> Record extracts
◇ ◇ ◇

//! Registry routes
//!
//! - `GET /{package}`: package document
//! - `GET /{package}/{version}`: single version
//! - `GET /{package}/{tag}/tarball`: tarball passthrough

use axum::Json;
use axum::body::Body;
use axum::extract::{Path, State};
use axum::http::header::{CONTENT_LENGTH, CONTENT_TYPE, HOST};
use axum::http::{HeaderMap, HeaderValue};
use axum::response::{IntoResponse, Response};
use tracing::{debug, info};

use crate::registry::{ModuleSpec, PackageDocument, TarballUrls, VersionMetadata};
use crate::server::AppState;
use crate::server::auth::auth_from_headers;
use crate::server::error::ApiError;

const DEFAULT_TARBALL_TYPE: &str = "application/octet-stream";

/// Base for tarball links: the configured public URL, else the Host header
fn tarball_urls(state: &AppState, headers: &HeaderMap) -> TarballUrls {
    if let Some(public) = state.public_url.as_deref() {
        return TarballUrls::new(public);
    }

    let host = headers
        .get(HOST)
        .and_then(|v| v.to_str().ok())
        .unwrap_or("localhost");

    TarballUrls::new(&format!("http://{}", host))
}

pub async fn package_document(
    State(state): State<AppState>,
    Path(package): Path<String>,
    headers: HeaderMap,
) -> Result<Json<PackageDocument>, ApiError> {
    let spec = ModuleSpec::parse(&package)?;
    debug!("details for {}/{}", spec.user, spec.repo);

    let auth = auth_from_headers(&headers, state.default_token.as_deref());
    let urls = tarball_urls(&state, &headers);
    let document = state.resolver.resolve_all(&spec, &urls, &auth).await?;

    info!(
        "Served {} ({} versions)",
        spec.name,
        document.versions.len()
    );
    Ok(Json(document))
}

pub async fn version_metadata(
    State(state): State<AppState>,
    Path((package, version)): Path<(String, String)>,
    headers: HeaderMap,
) -> Result<Json<VersionMetadata>, ApiError> {
    let spec = ModuleSpec::parse(&package)?;
    debug!("details for {}/{}@{}", spec.user, spec.repo, version);

    let auth = auth_from_headers(&headers, state.default_token.as_deref());
    let urls = tarball_urls(&state, &headers);
    let metadata = state
        .resolver
        .resolve_one(&spec, &version, &urls, &auth)
        .await?;

    Ok(Json(metadata))
}

/// Streams the archive body as it arrives from GitLab
///
/// An upstream error mid-body aborts the response, so the client sees a
/// broken transfer rather than a short tarball.
pub async fn tarball(
    State(state): State<AppState>,
    Path((package, tag)): Path<(String, String)>,
    headers: HeaderMap,
) -> Result<Response, ApiError> {
    let spec = ModuleSpec::parse(&package)?;
    debug!("tarball for {}/{}@{}", spec.user, spec.repo, tag);

    let auth = auth_from_headers(&headers, state.default_token.as_deref());
    let archive = state.gateway.stream_tarball(&spec, &tag, &auth).await?;

    let content_type = archive
        .content_type
        .as_deref()
        .and_then(|v| HeaderValue::from_str(v).ok())
        .unwrap_or_else(|| HeaderValue::from_static(DEFAULT_TARBALL_TYPE));

    let mut response = Body::from_stream(archive.body).into_response();
    response.headers_mut().insert(CONTENT_TYPE, content_type);
    if let Some(length) = archive.content_length {
        response
            .headers_mut()
            .insert(CONTENT_LENGTH, HeaderValue::from(length));
    }

    Ok(response)
}
//! GitLab REST API implementation

use std::time::Duration;

use bytes::Bytes;
use futures::{StreamExt, TryStreamExt};
use serde::Deserialize;
use serde::de::DeserializeOwned;
use tracing::{debug, warn};

use crate::config::{Timeouts, USER_AGENT};
use crate::encoding::encode_component;
use crate::hosting::HostingApi;
use crate::hosting::error::HostingError;
use crate::hosting::types::{ArchiveStream, AuthOptions, BlobId, RepositoryId, Tag};

/// Name of the manifest file looked up in the repository tree
const MANIFEST_FILE: &str = "package.json";

/// Response from `GET /projects/:id`
#[derive(Debug, Deserialize)]
struct Project {
    id: serde_json::Value,
}

/// Entry of `GET /projects/:id/repository/tags`
#[derive(Debug, Deserialize)]
struct GitLabTag {
    name: String,
    commit: GitLabCommit,
}

#[derive(Debug, Deserialize)]
struct GitLabCommit {
    id: String,
}

/// Entry of `GET /projects/:id/repository/tree`
#[derive(Debug, Deserialize)]
struct TreeEntry {
    id: String,
    name: String,
}

/// Hosting client for the GitLab API
#[derive(Debug, Clone)]
pub struct GitLabClient {
    client: reqwest::Client,
    base_url: String,
    request_timeout: Duration,
}

impl GitLabClient {
    /// Creates a client for the API rooted at `base_url`
    ///
    /// `timeouts.request` bounds each JSON API call as a whole. Archive
    /// downloads may run longer, so they are bounded by `timeouts.read`
    /// between body chunks instead.
    pub fn new(base_url: &str, timeouts: Timeouts) -> Result<Self, HostingError> {
        let client = reqwest::Client::builder()
            .user_agent(USER_AGENT)
            .connect_timeout(timeouts.connect)
            .read_timeout(timeouts.read)
            .build()?;

        Ok(Self {
            client,
            base_url: base_url.trim_end_matches('/').to_string(),
            request_timeout: timeouts.request,
        })
    }

    /// Archive download URL for a commit of the repository
    pub fn archive_url(&self, id: &RepositoryId, commit: &str) -> String {
        format!(
            "{}/projects/{}/repository/archive?sha={}",
            self.base_url,
            id,
            encode_component(commit)
        )
    }

    async fn get(&self, url: &str, auth: &AuthOptions) -> Result<reqwest::Response, HostingError> {
        debug!("GET: {}", url);

        let response = auth
            .apply(self.client.get(url))
            .timeout(self.request_timeout)
            .send()
            .await?;

        Ok(response)
    }

    /// Performs a GET and decodes a JSON body, failing on non-success statuses
    async fn get_json<T: DeserializeOwned>(
        &self,
        url: &str,
        auth: &AuthOptions,
    ) -> Result<T, HostingError> {
        let response = self.get(url, auth).await?;
        let status = response.status();

        if !status.is_success() {
            warn!("GitLab API returned status {}: {}", status, url);
            return Err(HostingError::Status {
                url: url.to_string(),
                status,
            });
        }

        response.json().await.map_err(|e| {
            warn!("Failed to parse GitLab response from {}: {}", url, e);
            HostingError::InvalidResponse {
                url: url.to_string(),
                reason: e.to_string(),
            }
        })
    }

    async fn list_tree(
        &self,
        id: &RepositoryId,
        tag: &str,
        auth: &AuthOptions,
    ) -> Result<Vec<TreeEntry>, HostingError> {
        let raw = format!("{}/projects/{}/repository/tree", self.base_url, id);
        let mut url = reqwest::Url::parse(&raw).map_err(|e| HostingError::InvalidUrl {
            url: raw.clone(),
            reason: e.to_string(),
        })?;
        url.query_pairs_mut().append_pair("ref_name", tag);

        self.get_json(url.as_str(), auth).await
    }
}

#[async_trait::async_trait]
impl HostingApi for GitLabClient {
    async fn resolve_repository_id(
        &self,
        user: &str,
        repo: &str,
        auth: &AuthOptions,
    ) -> Result<RepositoryId, HostingError> {
        let path = format!("{}/{}", user, repo);
        let url = format!("{}/projects/{}", self.base_url, encode_component(&path));

        let project: Project = self.get_json(&url, auth).await.map_err(|e| match e {
            HostingError::Status { .. } => HostingError::NotFound(path.clone()),
            other => other,
        })?;

        RepositoryId::from_json(&project.id).ok_or_else(|| HostingError::InvalidResponse {
            url,
            reason: format!("unexpected project id {}", project.id),
        })
    }

    async fn list_tags(
        &self,
        id: &RepositoryId,
        auth: &AuthOptions,
    ) -> Result<Vec<Tag>, HostingError> {
        let url = format!("{}/projects/{}/repository/tags", self.base_url, id);
        let tags: Vec<GitLabTag> = self.get_json(&url, auth).await?;

        Ok(tags
            .into_iter()
            .map(|tag| {
                let tarball_url = self.archive_url(id, &tag.commit.id);
                Tag::new(tag.name, tarball_url)
            })
            .collect())
    }

    async fn find_manifest_blob(
        &self,
        id: &RepositoryId,
        tag: &str,
        auth: &AuthOptions,
    ) -> Result<BlobId, HostingError> {
        let entries = self
            .list_tree(id, tag, auth)
            .await
            .map_err(|e| HostingError::TreeFetch {
                tag: tag.to_string(),
                source: Box::new(e),
            })?;

        entries
            .into_iter()
            .find(|entry| entry.name == MANIFEST_FILE)
            .map(|entry| BlobId::new(entry.id))
            .ok_or_else(|| HostingError::ManifestNotFound {
                tag: tag.to_string(),
            })
    }

    async fn fetch_raw_blob(
        &self,
        id: &RepositoryId,
        blob: &BlobId,
        auth: &AuthOptions,
    ) -> Result<Bytes, HostingError> {
        let url = format!(
            "{}/projects/{}/repository/raw_blobs/{}",
            self.base_url,
            id,
            encode_component(blob.as_str())
        );

        let fetch = async {
            let response = self.get(&url, auth).await?;
            let status = response.status();

            if !status.is_success() {
                warn!("GitLab API returned status {}: {}", status, url);
                return Err(HostingError::Status {
                    url: url.clone(),
                    status,
                });
            }

            Ok::<Bytes, HostingError>(response.bytes().await?)
        };

        fetch.await.map_err(|e| HostingError::BlobFetch {
            blob_id: blob.to_string(),
            source: Box::new(e),
        })
    }

    async fn open_archive(
        &self,
        url: &str,
        auth: &AuthOptions,
    ) -> Result<ArchiveStream, HostingError> {
        debug!("GET: {}", url);

        let response = auth.apply(self.client.get(url)).send().await?;
        let status = response.status();

        if !status.is_success() {
            warn!("GitLab archive returned status {}: {}", status, url);
            return Err(HostingError::Status {
                url: url.to_string(),
                status,
            });
        }

        let content_type = response
            .headers()
            .get(reqwest::header::CONTENT_TYPE)
            .and_then(|v| v.to_str().ok())
            .map(str::to_string);

        Ok(ArchiveStream {
            content_type,
            content_length: response.content_length(),
            body: response.bytes_stream().map_err(HostingError::from).boxed(),
        })
    }
}
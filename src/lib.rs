//! npm registry facade over a GitLab instance
//!
//! Package-manager clients talk to this service as if it were an npm
//! registry. Package names of the form `@user/repo` are mapped onto GitLab
//! projects, tags onto versions, and repository archives onto tarballs.
//!
//! # Modules
//!
//! - [`config`]: Runtime configuration and constants
//! - [`hosting`]: Client for the GitLab API (project ids, tags, files, archives)
//! - [`checksum`]: Streaming shasum of remote tarballs
//! - [`registry`]: Version resolution and tarball passthrough
//! - [`server`]: HTTP routes that expose the registry API
//! - [`logging`]: Tracing subscriber setup

pub mod checksum;
pub mod config;
mod encoding;
pub mod hosting;
pub mod logging;
pub mod registry;
pub mod server;
//! Version resolution
//!
//! Turns the tags of a GitLab project into registry metadata. Each tag needs
//! two remote calls (tarball shasum and `package.json`), and tags are handled
//! strictly one after another in the order GitLab lists them.

use std::sync::Arc;

use indexmap::IndexMap;
use tracing::{debug, warn};

use crate::checksum::ChecksumComputer;
use crate::hosting::{AuthOptions, HostingApi, RepositoryId, Tag};
use crate::registry::document::{Manifest, PackageDocument, ResolvedVersion, VersionMetadata};
use crate::registry::error::ResolveError;
use crate::registry::module_spec::ModuleSpec;
use crate::registry::urls::TarballUrls;

/// Version string of a tag: a single leading `v` is dropped
pub fn version_from_tag(tag: &str) -> &str {
    tag.strip_prefix('v').unwrap_or(tag)
}

/// Tag name a version request must match exactly
pub fn tag_for_version(version: &str) -> String {
    format!("v{}", version)
}

/// Resolves the project id and lists its tags
///
/// Nothing is reused between requests; every call goes to the hosting API.
pub(crate) async fn module_tags(
    hosting: &dyn HostingApi,
    spec: &ModuleSpec,
    auth: &AuthOptions,
) -> Result<(RepositoryId, Vec<Tag>), ResolveError> {
    let id = hosting
        .resolve_repository_id(&spec.user, &spec.repo, auth)
        .await
        .map_err(|e| {
            warn!(
                "Failed to resolve repository id for {}/{}: {}",
                spec.user, spec.repo, e
            );
            ResolveError::Tags {
                user: spec.user.clone(),
                repo: spec.repo.clone(),
                source: e,
            }
        })?;

    let tags = hosting.list_tags(&id, auth).await?;
    debug!("{} tags for {} (project {})", tags.len(), spec.name, id);

    Ok((id, tags))
}

/// Assembles registry metadata from tags, manifests and tarball checksums
pub struct VersionResolver {
    hosting: Arc<dyn HostingApi>,
    checksums: Arc<dyn ChecksumComputer>,
}

impl VersionResolver {
    pub fn new(hosting: Arc<dyn HostingApi>, checksums: Arc<dyn ChecksumComputer>) -> Self {
        Self { hosting, checksums }
    }

    /// Builds the full package document with one entry per tag
    ///
    /// `dist-tags.latest` is the version of the first tag GitLab returns,
    /// which is not necessarily the highest version.
    pub async fn resolve_all(
        &self,
        spec: &ModuleSpec,
        urls: &TarballUrls,
        auth: &AuthOptions,
    ) -> Result<PackageDocument, ResolveError> {
        let (id, tags) = module_tags(self.hosting.as_ref(), spec, auth).await?;

        let Some(first) = tags.first() else {
            return Err(ResolveError::NoVersions(spec.name.clone()));
        };
        let latest = version_from_tag(&first.name).to_string();

        // Sequential: the first failing tag aborts the document
        // and later tags are never requested.
        let mut versions = IndexMap::with_capacity(tags.len());
        for tag in &tags {
            let resolved = self.resolve_tag(&id, tag, auth).await?;
            let tarball = urls.tarball(&spec.name, &resolved.tag);
            versions.insert(
                resolved.version.clone(),
                resolved.summary(&spec.name, tarball),
            );
        }

        Ok(PackageDocument::new(&spec.name, latest, versions))
    }

    /// Builds the metadata of a single version, including `scripts`
    ///
    /// Exactly one tag must be named `v{version}`; zero or several matches
    /// are reported as [`ResolveError::VersionNotFound`].
    pub async fn resolve_one(
        &self,
        spec: &ModuleSpec,
        version: &str,
        urls: &TarballUrls,
        auth: &AuthOptions,
    ) -> Result<VersionMetadata, ResolveError> {
        let (id, tags) = module_tags(self.hosting.as_ref(), spec, auth).await?;

        let wanted = tag_for_version(version);
        let matching: Vec<Tag> = tags.into_iter().filter(|t| t.name == wanted).collect();

        let [tag] = matching.as_slice() else {
            return Err(ResolveError::VersionNotFound {
                name: spec.name.clone(),
                version: version.to_string(),
                matches: matching.len(),
            });
        };

        let resolved = self.resolve_tag(&id, tag, auth).await?;
        let tarball = urls.tarball(&spec.name, &resolved.tag);

        Ok(resolved.metadata(&spec.name, tarball))
    }

    async fn resolve_tag(
        &self,
        id: &RepositoryId,
        tag: &Tag,
        auth: &AuthOptions,
    ) -> Result<ResolvedVersion, ResolveError> {
        debug!("Resolving tag {} of project {}", tag.name, id);

        let shasum = self
            .checksums
            .shasum(&tag.tarball_url, auth)
            .await
            .map_err(|source| ResolveError::Checksum {
                tag: tag.name.clone(),
                source,
            })?;

        let bytes = self
            .hosting
            .fetch_manifest_bytes(id, &tag.name, auth)
            .await
            .map_err(|source| ResolveError::Manifest {
                tag: tag.name.clone(),
                source,
            })?;

        let manifest =
            Manifest::from_slice(&bytes).map_err(|source| ResolveError::InvalidManifest {
                tag: tag.name.clone(),
                source,
            })?;

        Ok(ResolvedVersion {
            tag: tag.name.clone(),
            version: version_from_tag(&tag.name).to_string(),
            shasum,
            tarball_url: tag.tarball_url.clone(),
            manifest,
        })
    }
}
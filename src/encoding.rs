//! URL component encoding

use percent_encoding::{AsciiSet, NON_ALPHANUMERIC, utf8_percent_encode};

/// Characters left alone by JavaScript's `encodeURIComponent`
const COMPONENT: &AsciiSet = &NON_ALPHANUMERIC
    .remove(b'-')
    .remove(b'_')
    .remove(b'.')
    .remove(b'!')
    .remove(b'~')
    .remove(b'*')
    .remove(b'\'')
    .remove(b'(')
    .remove(b')');

/// Encodes a value for use as a single URL path segment
pub(crate) fn encode_component(value: &str) -> String {
    utf8_percent_encode(value, COMPONENT).to_string()
}
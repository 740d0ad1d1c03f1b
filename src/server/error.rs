use axum::Json;
use axum::http::StatusCode;
use axum::response::{IntoResponse, Response};
use serde_json::json;
use tracing::error;

use crate::registry::ResolveError;

/// Boundary error: a resolution failure rendered as an HTTP response
#[derive(Debug)]
pub struct ApiError(pub ResolveError);

impl From<ResolveError> for ApiError {
    fn from(e: ResolveError) -> Self {
        Self(e)
    }
}

impl ApiError {
    pub fn status(&self) -> StatusCode {
        match &self.0 {
            e if e.is_not_found() => StatusCode::NOT_FOUND,
            ResolveError::Archive { .. } => StatusCode::BAD_GATEWAY,
            _ => StatusCode::INTERNAL_SERVER_ERROR,
        }
    }
}

impl IntoResponse for ApiError {
    fn into_response(self) -> Response {
        let status = self.status();

        if status.is_server_error() {
            error!("Request failed: {:#}", anyhow::Error::from(self.0));
            let body = Json(json!({ "error": status.canonical_reason().unwrap_or("error") }));
            return (status, body).into_response();
        }

        (status, Json(json!({ "error": self.0.to_string() }))).into_response()
    }
}
//! Content checksums of remote tarballs
//!
//! npm verifies downloads against `dist.shasum`, the hex SHA-1 of the
//! tarball bytes. The tarball is streamed through the hasher and never held
//! in memory as a whole.

#[cfg(test)]
use mockall::automock;

use futures::StreamExt;
use sha1::{Digest, Sha1};
use thiserror::Error;
use tracing::{debug, warn};

use crate::config::{Timeouts, USER_AGENT};
use crate::hosting::AuthOptions;

#[derive(Debug, Error)]
pub enum ChecksumError {
    #[error("Network error: {0}")]
    Network(#[from] reqwest::Error),

    #[error("Failed to download {url}: {status}")]
    Status {
        url: String,
        status: reqwest::StatusCode,
    },
}

/// Trait for computing the checksum of a tarball at a URL
#[cfg_attr(test, automock)]
#[async_trait::async_trait]
pub trait ChecksumComputer: Send + Sync {
    /// Downloads `url` with the given credentials and returns its shasum
    async fn shasum(&self, url: &str, auth: &AuthOptions) -> Result<String, ChecksumError>;
}

/// SHA-1 over the streamed response body
#[derive(Debug, Clone)]
pub struct TarballShasum {
    client: reqwest::Client,
}

impl TarballShasum {
    /// The body is hashed as it arrives, so only the gap between chunks is
    /// bounded (by `timeouts.read`), not the whole download.
    pub fn new(timeouts: Timeouts) -> Result<Self, ChecksumError> {
        let client = reqwest::Client::builder()
            .user_agent(USER_AGENT)
            .connect_timeout(timeouts.connect)
            .read_timeout(timeouts.read)
            .build()?;

        Ok(Self { client })
    }
}

#[async_trait::async_trait]
impl ChecksumComputer for TarballShasum {
    async fn shasum(&self, url: &str, auth: &AuthOptions) -> Result<String, ChecksumError> {
        debug!("GET: {}", url);

        let response = auth.apply(self.client.get(url)).send().await?;
        let status = response.status();

        if !status.is_success() {
            warn!("Tarball download returned status {}: {}", status, url);
            return Err(ChecksumError::Status {
                url: url.to_string(),
                status,
            });
        }

        let mut hasher = Sha1::new();
        let mut stream = response.bytes_stream();

        while let Some(chunk) = stream.next().await {
            hasher.update(&chunk?);
        }

        Ok(format!("{:x}", hasher.finalize()))
    }
}
//! Registry layer
//!
//! Maps registry requests onto the hosting API.
//!
//! ```text
//! ┌──────────────┐     ┌──────────────┐     ┌──────────────┐
//! │   Resolver   │────▶│   Hosting    │◀────│   Tarball    │
//! │ (documents)  │     │  (GitLab)    │     │  (stream)    │
//! └──────────────┘     └──────────────┘     └──────────────┘
//!        │
//!        ▼
//! ┌──────────────┐
//! │   Checksum   │
//! │   (shasum)   │
//! └──────────────┘
//! ```
//!
//! # Modules
//!
//! - [`module_spec`]: `@user/repo` package names
//! - [`resolver`]: Package and version documents
//! - [`tarball`]: Tarball passthrough
//! - [`document`]: Wire types of the registry API
//! - [`urls`]: Tarball links that route back through this service
//! - [`error`]: Resolution errors

pub mod document;
pub mod error;
pub mod module_spec;
pub mod resolver;
pub mod tarball;
pub mod urls;

pub use document::{PackageDocument, VersionMetadata};
pub use error::ResolveError;
pub use module_spec::ModuleSpec;
pub use resolver::VersionResolver;
pub use tarball::TarballGateway;
pub use urls::TarballUrls;
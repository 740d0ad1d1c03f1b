//! Values exchanged with the hosting API

use std::fmt;

use bytes::Bytes;
use futures::stream::BoxStream;

use crate::hosting::error::HostingError;

/// Header GitLab reads the access token from
pub const TOKEN_HEADER: &str = "PRIVATE-TOKEN";

/// Credentials forwarded to the hosting API
#[derive(Debug, Clone, Default, PartialEq, Eq)]
pub struct AuthOptions {
    pub token: Option<String>,
}

impl AuthOptions {
    pub fn new(token: Option<String>) -> Self {
        Self { token }
    }

    pub fn anonymous() -> Self {
        Self::default()
    }

    /// Attaches the token header when a token is present
    pub fn apply(&self, request: reqwest::RequestBuilder) -> reqwest::RequestBuilder {
        match &self.token {
            Some(token) => request.header(TOKEN_HEADER, token),
            None => request,
        }
    }
}

/// Opaque project identifier assigned by the hosting API
#[derive(Debug, Clone, PartialEq, Eq, Hash)]
pub struct RepositoryId(String);

impl RepositoryId {
    pub fn new(id: impl Into<String>) -> Self {
        Self(id.into())
    }

    pub fn as_str(&self) -> &str {
        &self.0
    }

    /// GitLab returns numeric ids; string ids are accepted as-is.
    pub(crate) fn from_json(value: &serde_json::Value) -> Option<Self> {
        match value {
            serde_json::Value::Number(n) => Some(Self(n.to_string())),
            serde_json::Value::String(s) if !s.is_empty() => Some(Self(s.clone())),
            _ => None,
        }
    }
}

impl fmt::Display for RepositoryId {
    fn fmt(&self, f: &mut fmt::Formatter<'_>) -> fmt::Result {
        f.write_str(&self.0)
    }
}

/// A tag together with the archive URL of the commit it points to
#[derive(Debug, Clone, PartialEq, Eq)]
pub struct Tag {
    pub name: String,
    pub tarball_url: String,
}

impl Tag {
    pub fn new(name: impl Into<String>, tarball_url: impl Into<String>) -> Self {
        Self {
            name: name.into(),
            tarball_url: tarball_url.into(),
        }
    }
}

/// Identifier of a file object in the repository
#[derive(Debug, Clone, PartialEq, Eq)]
pub struct BlobId(String);

impl BlobId {
    pub fn new(id: impl Into<String>) -> Self {
        Self(id.into())
    }

    pub fn as_str(&self) -> &str {
        &self.0
    }
}

impl fmt::Display for BlobId {
    fn fmt(&self, f: &mut fmt::Formatter<'_>) -> fmt::Result {
        f.write_str(&self.0)
    }
}

/// Body of an archive download that has not been read yet
pub struct ArchiveStream {
    pub content_type: Option<String>,
    pub content_length: Option<u64>,
    pub body: BoxStream<'static, Result<Bytes, HostingError>>,
}

impl fmt::Debug for ArchiveStream {
    fn fmt(&self, f: &mut fmt::Formatter<'_>) -> fmt::Result {
        f.debug_struct("ArchiveStream")
            .field("content_type", &self.content_type)
            .field("content_length", &self.content_length)
            .finish_non_exhaustive()
    }
}
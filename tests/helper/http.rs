//! Drives the router without binding a socket

use axum::Router;
use axum::body::{Body, Bytes, to_bytes};
use axum::http::{HeaderMap, Request, StatusCode};
use tower::ServiceExt;

use npm_gitlab_proxy::config::ProxyConfig;
use npm_gitlab_proxy::server::{AppState, router};

pub const PUBLIC_URL: &str = "http://registry.test";

/// Router wired to a real GitLab client pointing at `gitlab_url`
pub fn create_test_app(gitlab_url: &str, public_url: Option<&str>) -> Router {
    let config = ProxyConfig {
        gitlab_url: gitlab_url.to_string(),
        public_url: public_url.map(str::to_string),
        ..Default::default()
    };

    router(AppState::from_config(&config).unwrap())
}

pub struct TestResponse {
    pub status: StatusCode,
    pub headers: HeaderMap,
    pub body: Bytes,
}

impl TestResponse {
    pub fn json(&self) -> serde_json::Value {
        serde_json::from_slice(&self.body).unwrap()
    }
}

/// Sends `GET uri` with optional extra headers and collects the response
pub async fn get(app: Router, uri: &str, headers: &[(&str, &str)]) -> TestResponse {
    let mut request = Request::builder().method("GET").uri(uri);
    for (name, value) in headers {
        request = request.header(*name, *value);
    }

    let response = app
        .oneshot(request.body(Body::empty()).unwrap())
        .await
        .unwrap();

    let status = response.status();
    let headers = response.headers().clone();
    let body = to_bytes(response.into_body(), usize::MAX).await.unwrap();

    TestResponse {
        status,
        headers,
        body,
    }
}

◇ ◇ ◇

> What to work on
Write down exactly the span of lines above from the one containing "shasum of remote tarballs" to the one containing "let tags = hosting.list_tags(&id, auth).await?;", both ends included.

> Task solution
//! - [`checksum`]: Streaming shasum of remote tarballs
//! - [`registry`]: Version resolution and tarball passthrough
//! - [`server`]: HTTP routes that expose the registry API
//! - [`logging`]: Tracing subscriber setup

pub mod checksum;
pub mod config;
mod encoding;
pub mod hosting;
pub mod logging;
pub mod registry;
pub mod server;
//! Version resolution
//!
//! Turns the tags of a GitLab project into registry metadata. Each tag needs
//! two remote calls (tarball shasum and `package.json`), and tags are handled
//! strictly one after another in the order GitLab lists them.

use std::sync::Arc;

use indexmap::IndexMap;
use tracing::{debug, warn};

use crate::checksum::ChecksumComputer;
use crate::hosting::{AuthOptions, HostingApi, RepositoryId, Tag};
use crate::registry::document::{Manifest, PackageDocument, ResolvedVersion, VersionMetadata};
use crate::registry::error::ResolveError;
use crate::registry::module_spec::ModuleSpec;
use crate::registry::urls::TarballUrls;

/// Version string of a tag: a single leading `v` is dropped
pub fn version_from_tag(tag: &str) -> &str {
    tag.strip_prefix('v').unwrap_or(tag)
}

/// Tag name a version request must match exactly
pub fn tag_for_version(version: &str) -> String {
    format!("v{}", version)
}

/// Resolves the project id and lists its tags
///
/// Nothing is reused between requests; every call goes to the hosting API.
pub(crate) async fn module_tags(
    hosting: &dyn HostingApi,
    spec: &ModuleSpec,
    auth: &AuthOptions,
) -> Result<(RepositoryId, Vec<Tag>), ResolveError> {
    let id = hosting
        .resolve_repository_id(&spec.user, &spec.repo, auth)
        .await
        .map_err(|e| {
            warn!(
                "Failed to resolve repository id for {}/{}: {}",
                spec.user, spec.repo, e
            );
            ResolveError::Tags {
                user: spec.user.clone(),
                repo: spec.repo.clone(),
                source: e,
            }
        })?;

    let tags = hosting.list_tags(&id, auth).await?;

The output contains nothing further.